Leah: “I was working on a lab report with three other students in my group. I was typing up a section of the report as one of my group members read off some text to be added in. I am not a very good at typing (more like hunting and pecking), so I kept making small mistakes that were slowing us down. Off-handedly, I mentioned that I was dyslexic to defuse the situation. Suddenly my group member changed her tone towards me. She began feeding me words one. at. a. time. This made me irrationally angry because I imagined my students being put in a similar situation, and how belittled they would feel. The whole situation made me question why I continue to use my dyslexia as a crutch, even when it does not affect my ability to complete certain tasks.”

 

Brandi: What has being a tutor at the TECHniques Center who also has one of the same diagnoses that our students have taught you? Has it changed the way you tutor? The way you interact with our students? If so, how?
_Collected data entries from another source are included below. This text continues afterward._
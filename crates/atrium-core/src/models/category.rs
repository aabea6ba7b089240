//! Category descriptors and the entries returned by the categories endpoint.

use serde::{Deserialize, Serialize};

/// Value of the synthetic "everything" entry.
pub const ALL_CATEGORY: &str = "all";
/// Value of the synthetic curated entry.
pub const PROMOTED_CATEGORY: &str = "promoted";

/// Curated display mapping for a raw category value.
#[derive(Debug, Clone, PartialEq, Eq, Serialize, Deserialize)]
#[serde(rename_all = "camelCase")]
pub struct CategoryDescriptor {
    pub value: String,
    pub label: String,
    #[serde(default, skip_serializing_if = "Option::is_none")]
    pub description: Option<String>,
    /// Display position; lower comes first.
    #[serde(default)]
    pub order: i64,
    #[serde(default = "default_active")]
    pub is_active: bool,
}

fn default_active() -> bool {
    true
}

impl CategoryDescriptor {
    pub fn new(value: impl Into<String>, label: impl Into<String>, order: i64) -> Self {
        Self { value: value.into(), label: label.into(), description: None, order, is_active: true }
    }
}

/// One entry of the public category list.
#[derive(Debug, Clone, PartialEq, Eq, Serialize, Deserialize)]
pub struct CategoryEntry {
    pub value: String,
    pub label: String,
    #[serde(default, skip_serializing_if = "Option::is_none")]
    pub description: Option<String>,
}

impl CategoryEntry {
    pub fn all() -> Self {
        Self {
            value: ALL_CATEGORY.to_string(),
            label: "All".to_string(),
            description: Some("Browse all shared agents".to_string()),
        }
    }

    pub fn promoted() -> Self {
        Self {
            value: PROMOTED_CATEGORY.to_string(),
            label: "Top Picks".to_string(),
            description: Some("Recommended by the curators".to_string()),
        }
    }

    /// Entry for a category value with no descriptor: the raw value is the label.
    pub fn raw(value: impl Into<String>) -> Self {
        let value = value.into();
        Self { label: value.clone(), value, description: None }
    }
}

impl From<CategoryDescriptor> for CategoryEntry {
    fn from(d: CategoryDescriptor) -> Self {
        Self { value: d.value, label: d.label, description: d.description }
    }
}
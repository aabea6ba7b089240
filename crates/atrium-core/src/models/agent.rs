//! Agent record and its public projection.
//!
//! `AgentRecord` mirrors the document stored by the chat application: a
//! handful of known display fields, several legacy spellings of the same
//! concepts, and whatever else the owning application decided to keep on
//! the document. `AgentView` is the only shape allowed to leave the public
//! surface.

use chrono::{DateTime, Utc};
use serde::{Deserialize, Deserializer, Serialize};
use serde_json::{Map, Value};

/// Category reported for records that carry none.
pub const DEFAULT_CATEGORY: &str = "General";

/// Sentinel used by the legacy visibility fields.
const PUBLIC_SENTINEL: &str = "public";

/// Avatar reference as stored on the record.
#[derive(Debug, Clone, PartialEq, Serialize, Deserialize)]
#[serde(untagged)]
pub enum Avatar {
    /// Plain URL string.
    Url(String),
    /// Structured file reference.
    File(AvatarFile),
}

/// Structured avatar reference produced by the file upload pipeline.
#[derive(Debug, Clone, Default, PartialEq, Serialize, Deserialize)]
pub struct AvatarFile {
    /// Path or URL of the uploaded image.
    #[serde(default)]
    pub filepath: Option<String>,
    /// Storage backend that holds the file (`local`, `s3`, ...).
    #[serde(default, skip_serializing_if = "Option::is_none")]
    pub source: Option<String>,
}

/// Nested `{ visibility: "..." }` object used by older schemas.
#[derive(Debug, Clone, Default, PartialEq, Serialize, Deserialize)]
pub struct VisibilityScope {
    #[serde(default, skip_serializing_if = "Option::is_none")]
    pub visibility: Option<String>,
}

/// Visibility fields that earlier schemas stored on the record itself.
///
/// Only consulted when the catalog runs in legacy-field mode; the grant
/// table is authoritative otherwise.
#[derive(Debug, Clone, Default, PartialEq, Serialize, Deserialize)]
#[serde(rename_all = "camelCase")]
pub struct LegacyVisibility {
    #[serde(default, skip_serializing_if = "Option::is_none")]
    pub visibility: Option<String>,
    #[serde(default, skip_serializing_if = "Option::is_none")]
    pub marketplace_visibility: Option<String>,
    #[serde(default, skip_serializing_if = "Option::is_none")]
    pub is_public: Option<bool>,
    #[serde(default, skip_serializing_if = "Option::is_none")]
    pub public: Option<bool>,
    #[serde(default, skip_serializing_if = "Option::is_none")]
    pub permissions: Option<VisibilityScope>,
    #[serde(default, skip_serializing_if = "Option::is_none")]
    pub sharing: Option<VisibilityScope>,
}

impl LegacyVisibility {
    /// Whether any legacy field marks the record as public.
    pub fn is_public(&self) -> bool {
        let sentinel = |v: &Option<String>| v.as_deref() == Some(PUBLIC_SENTINEL);
        let scoped = |s: &Option<VisibilityScope>| s.as_ref().is_some_and(|s| sentinel(&s.visibility));

        sentinel(&self.visibility)
            || sentinel(&self.marketplace_visibility)
            || self.is_public == Some(true)
            || self.public == Some(true)
            || scoped(&self.permissions)
            || scoped(&self.sharing)
    }
}

/// Agent document as stored by the owning application.
#[derive(Debug, Clone, Default, PartialEq, Serialize, Deserialize)]
#[serde(rename_all = "camelCase")]
pub struct AgentRecord {
    /// Opaque unique identifier (`_id` is accepted on input).
    #[serde(alias = "_id")]
    pub id: String,
    /// Display name.
    #[serde(default)]
    pub name: String,
    #[serde(default, skip_serializing_if = "Option::is_none")]
    pub description: Option<String>,
    #[serde(default, skip_serializing_if = "Option::is_none")]
    pub short_description: Option<String>,
    /// Direct avatar URL written by older clients; wins over `avatar`.
    #[serde(default, skip_serializing_if = "Option::is_none")]
    pub avatar_url: Option<String>,
    #[serde(default, skip_serializing_if = "Option::is_none")]
    pub avatar: Option<Avatar>,
    #[serde(default, skip_serializing_if = "Option::is_none")]
    pub category: Option<String>,
    #[serde(default, deserialize_with = "lenient_tags", skip_serializing_if = "Option::is_none")]
    pub tags: Option<Vec<String>>,
    #[serde(default, skip_serializing_if = "Option::is_none")]
    pub promoted: Option<bool>,
    /// Legacy synonym of `promoted`.
    #[serde(default, skip_serializing_if = "Option::is_none")]
    pub featured: Option<bool>,
    /// Legacy synonym of `promoted`.
    #[serde(rename = "is_promoted", default, skip_serializing_if = "Option::is_none")]
    pub is_promoted: Option<bool>,
    #[serde(default, skip_serializing_if = "Option::is_none")]
    pub updated_at: Option<DateTime<Utc>>,
    #[serde(flatten)]
    pub legacy: LegacyVisibility,
    /// Every other field on the document. Never exposed publicly.
    #[serde(flatten)]
    pub extra: Map<String, Value>,
}

/// Keeps only the string members of a `tags` value; anything that is not
/// an array yields no tags.
fn lenient_tags<'de, D>(deserializer: D) -> Result<Option<Vec<String>>, D::Error>
where
    D: Deserializer<'de>,
{
    let value = Option::<Value>::deserialize(deserializer)?;
    Ok(match value {
        Some(Value::Array(items)) => Some(
            items.into_iter().filter_map(|v| v.as_str().map(ToString::to_string)).collect(),
        ),
        _ => None,
    })
}

impl AgentRecord {
    /// Creates a record with only an id and a name set.
    pub fn new(id: impl Into<String>, name: impl Into<String>) -> Self {
        Self { id: id.into(), name: name.into(), ..Self::default() }
    }

    /// Whether any of the promoted synonyms is set.
    pub fn is_promoted(&self) -> bool {
        [self.promoted, self.featured, self.is_promoted].into_iter().any(|f| f == Some(true))
    }

    /// Whether the record is public under the legacy field scheme.
    pub fn is_legacy_public(&self) -> bool {
        self.legacy.is_public()
    }

    /// Stored category, if it is a non-empty string.
    pub fn category_value(&self) -> Option<&str> {
        self.category.as_deref().filter(|c| !c.is_empty())
    }

    /// First non-empty of `description` and `shortDescription`.
    pub fn display_description(&self) -> &str {
        [self.description.as_deref(), self.short_description.as_deref()]
            .into_iter()
            .flatten()
            .find(|d| !d.is_empty())
            .unwrap_or("")
    }

    /// Resolves the single display URL for the avatar. Empty when unknown;
    /// clients substitute their own placeholder.
    pub fn avatar_display_url(&self) -> &str {
        if let Some(url) = self.avatar_url.as_deref().filter(|u| !u.is_empty()) {
            return url;
        }
        match &self.avatar {
            Some(Avatar::Url(url)) => url,
            Some(Avatar::File(file)) => file.filepath.as_deref().unwrap_or(""),
            None => "",
        }
    }

    /// Case-insensitive substring match over name and both descriptions.
    /// `needle` must already be lowercased.
    pub fn matches_text(&self, needle: &str) -> bool {
        [Some(self.name.as_str()), self.description.as_deref(), self.short_description.as_deref()]
            .into_iter()
            .flatten()
            .any(|field| field.to_lowercase().contains(needle))
    }

    /// Whitelist projection safe for anonymous callers.
    pub fn sanitize(&self) -> AgentView {
        AgentView::from(self)
    }
}

/// Public view of an agent. Exactly these eight keys are serialized.
#[derive(Debug, Clone, PartialEq, Serialize, Deserialize)]
#[serde(rename_all = "camelCase")]
pub struct AgentView {
    pub id: String,
    pub name: String,
    pub description: String,
    pub avatar_url: String,
    pub category: String,
    pub tags: Vec<String>,
    pub promoted: bool,
    pub updated_at: Option<DateTime<Utc>>,
}

impl From<&AgentRecord> for AgentView {
    fn from(record: &AgentRecord) -> Self {
        Self {
            id: record.id.clone(),
            name: record.name.clone(),
            description: record.display_description().to_string(),
            avatar_url: record.avatar_display_url().to_string(),
            category: record.category_value().unwrap_or(DEFAULT_CATEGORY).to_string(),
            tags: record.tags.clone().unwrap_or_default(),
            promoted: record.is_promoted(),
            updated_at: record.updated_at,
        }
    }
}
Leah: “I do feel that having dyslexia and being a tutor has made me more empathetic to those who really struggle with learning disabilities. I have learned that sometimes our students need to spend a little more time studying things than most students, and that is okay. Since I started tutoring at the TECHniques Center, I have become much more patient.”

 

Brandi: At the TECHniques Center, we train our tutors on different diagnoses, but that is only knowledge.  As with all life experiences, it’s impossible to perfectly understand someone else’s experiences or walk in their shoes.  What advice would you give to another TECHniques Center tutor who is working with a student who also has a reading disorder or dyslexia?
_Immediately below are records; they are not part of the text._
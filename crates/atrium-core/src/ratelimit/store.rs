//! Counter stores for the rate limiter.

use std::collections::HashMap;
use std::sync::{Arc, Mutex};
use std::time::Duration;

use async_trait::async_trait;
use rusqlite::params;
use tokio::sync::Mutex as AsyncMutex;

use crate::ratelimit::{RateLimitStore, WindowState};
use crate::storage::{Database, StorageError, StorageResult};

/// Number of tracked keys above which expired windows are pruned.
const PRUNE_THRESHOLD: usize = 1000;

fn window_ms(window: Duration) -> i64 {
    i64::try_from(window.as_millis()).unwrap_or(i64::MAX)
}

/// Process-local counters. Suitable for a single instance only.
#[derive(Debug, Default)]
pub struct InMemoryRateLimitStore {
    windows: AsyncMutex<HashMap<String, WindowState>>,
}

impl InMemoryRateLimitStore {
    pub fn new() -> Self {
        Self::default()
    }

    /// Number of keys currently tracked.
    pub async fn tracked_keys(&self) -> usize {
        self.windows.lock().await.len()
    }
}

#[async_trait]
impl RateLimitStore for InMemoryRateLimitStore {
    async fn hit(&self, key: &str, window: Duration, now_ms: i64) -> StorageResult<WindowState> {
        let window_ms = window_ms(window);
        let mut windows = self.windows.lock().await;

        if windows.len() > PRUNE_THRESHOLD {
            windows.retain(|_, w| now_ms - w.window_start_ms <= window_ms);
        }

        let entry = windows
            .entry(key.to_string())
            .or_insert(WindowState { window_start_ms: now_ms, count: 0 });
        if now_ms - entry.window_start_ms > window_ms {
            *entry = WindowState { window_start_ms: now_ms, count: 0 };
        }
        entry.count = entry.count.saturating_add(1);
        Ok(*entry)
    }
}

/// Counters in the `rate_limit_windows` table, shared by every process
/// that opens the same database file.
#[derive(Debug, Clone)]
pub struct SqliteRateLimitStore {
    db: Arc<Mutex<Database>>,
}

impl SqliteRateLimitStore {
    pub fn new(db: Arc<Mutex<Database>>) -> Self {
        Self { db }
    }
}

#[async_trait]
impl RateLimitStore for SqliteRateLimitStore {
    async fn hit(&self, key: &str, window: Duration, now_ms: i64) -> StorageResult<WindowState> {
        let db = self
            .db
            .lock()
            .map_err(|_| StorageError::Unavailable("database lock poisoned".to_string()))?;
        // SET expressions see the row as it was before the update.
        let (window_start_ms, count): (i64, i64) = db.conn().query_row(
            "INSERT INTO rate_limit_windows (key, window_start_ms, count) VALUES (?1, ?2, 1) \
             ON CONFLICT(key) DO UPDATE SET \
             count = CASE WHEN ?2 - window_start_ms > ?3 THEN 1 ELSE count + 1 END, \
             window_start_ms = CASE WHEN ?2 - window_start_ms > ?3 THEN ?2 ELSE window_start_ms END \
             RETURNING window_start_ms, count",
            params![key, now_ms, window_ms(window)],
            |row| Ok((row.get(0)?, row.get(1)?)),
        )?;
        Ok(WindowState { window_start_ms, count: u32::try_from(count).unwrap_or(u32::MAX) })
    }
}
Leah: “Individuals with dyslexia tend to learn as well as think differently than the average person. Don’t pressure your student to learn things the “correct” way if it is not working for them. More than likely there is another way you can present information that will click with your student.”

 

Brandi: You have also shared that as a student, you are extremely successful. What coping strategies or techniques have you learned that you’d encourage other students with dyslexia to develop or explore?

Leah: “Reading several chapters at a time can be a chore, especially if you’re reading from an eTextbook because it can lead to eye strain. If you have difficulty reading serif font, you can copy and paste text from your book into a word document and change the font to something more friendly, like Verdana. There is also a free software, called f.lux, which automatically applies a soft tint to your computer screen at sundown which could reduce eye strain during late night study sessions.”

 

Brandi: Please fill in the blank.  “The one thing I wish people at Tech knew about about dyslexia is _____________.”

Leah: “The one thing I wish people at Tech knew about dyslexia is that students with dyslexia are just as intelligent and capable of success as any other student.”

 

Brandi: A lot of our readers may not realize that our tutors may also have some of the same diagnoses and educational experiences as our students, such as ADHD, dyslexia, and/or other learning disabilities.  What would you like community members and supporters of the TECHniques Center to know about our academically successful and diverse tutor community?

Leah: “Every tutor at the TECHniques Center is there for a reason, and every tutor has something unique to offer to the program. I am proud to work alongside the tutors at the TC.”

 

Brandi: Has working at the TECHniques Center changed you as a student or young professional?  If so, in what way?

Leah: “Working here has been a blessing. It has forced me to come out of my shell and be more assertive. I feel that I have already gained a lot of experience communicating in a professional setting.”

 

Brandi: What advice would you like to share with our readers?

Leah: “Anything can be accomplished with hard work! Don’t accept limits that other people impose upon you if you know that you can achieve more.”